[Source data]

»»

//! Helpers shared by the integration tests

use card_localizer::card::encode_card;
use card_localizer::container::{write_chunk, PNG_SIGNATURE};
use card_localizer::LocalizeOptions;
use serde_json::Value;
use std::path::Path;

/// A minimal PNG with header, data and terminal chunks but no card metadata
pub fn bare_png() -> Vec<u8> {
    let mut png = PNG_SIGNATURE.to_vec();
    write_chunk(
        &mut png,
        b"IHDR",
        &[0, 0, 0, 1, 0, 0, 0, 1, 8, 6, 0, 0, 0],
    );
    write_chunk(&mut png, b"IDAT", &[0x78, 0x9c, 0x63, 0x60, 0x00, 0x00, 0x00, 0x02, 0x00, 0x01]);
    write_chunk(&mut png, b"IEND", &[]);
    png
}

/// A PNG card embedding `document`
pub fn build_card(document: &Value) -> Vec<u8> {
    encode_card(&bare_png(), document).unwrap()
}

/// Options writing resources under `dir`
pub fn test_options(dir: &Path) -> LocalizeOptions {
    let mut options = LocalizeOptions::new(dir);
    options.max_workers = 4;
    options
}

««

What is expected: The records above should be transcribed in full, with no differences.

Result of the task:
//! Helpers shared by the integration tests

use card_localizer::card::encode_card;
use card_localizer::container::{write_chunk, PNG_SIGNATURE};
use card_localizer::LocalizeOptions;
use serde_json::Value;
use std::path::Path;

/// A minimal PNG with header, data and terminal chunks but no card metadata
pub fn bare_png() -> Vec<u8> {
    let mut png = PNG_SIGNATURE.to_vec();
    write_chunk(
        &mut png,
        b"IHDR",
        &[0, 0, 0, 1, 0, 0, 0, 1, 8, 6, 0, 0, 0],
    );
    write_chunk(&mut png, b"IDAT", &[0x78, 0x9c, 0x63, 0x60, 0x00, 0x00, 0x00, 0x02, 0x00, 0x01]);
    write_chunk(&mut png, b"IEND", &[]);
    png
}

/// A PNG card embedding `document`
pub fn build_card(document: &Value) -> Vec<u8> {
    encode_card(&bare_png(), document).unwrap()
}

/// Options writing resources under `dir`
pub fn test_options(dir: &Path) -> LocalizeOptions {
    let mut options = LocalizeOptions::new(dir);
    options.max_workers = 4;
    options
}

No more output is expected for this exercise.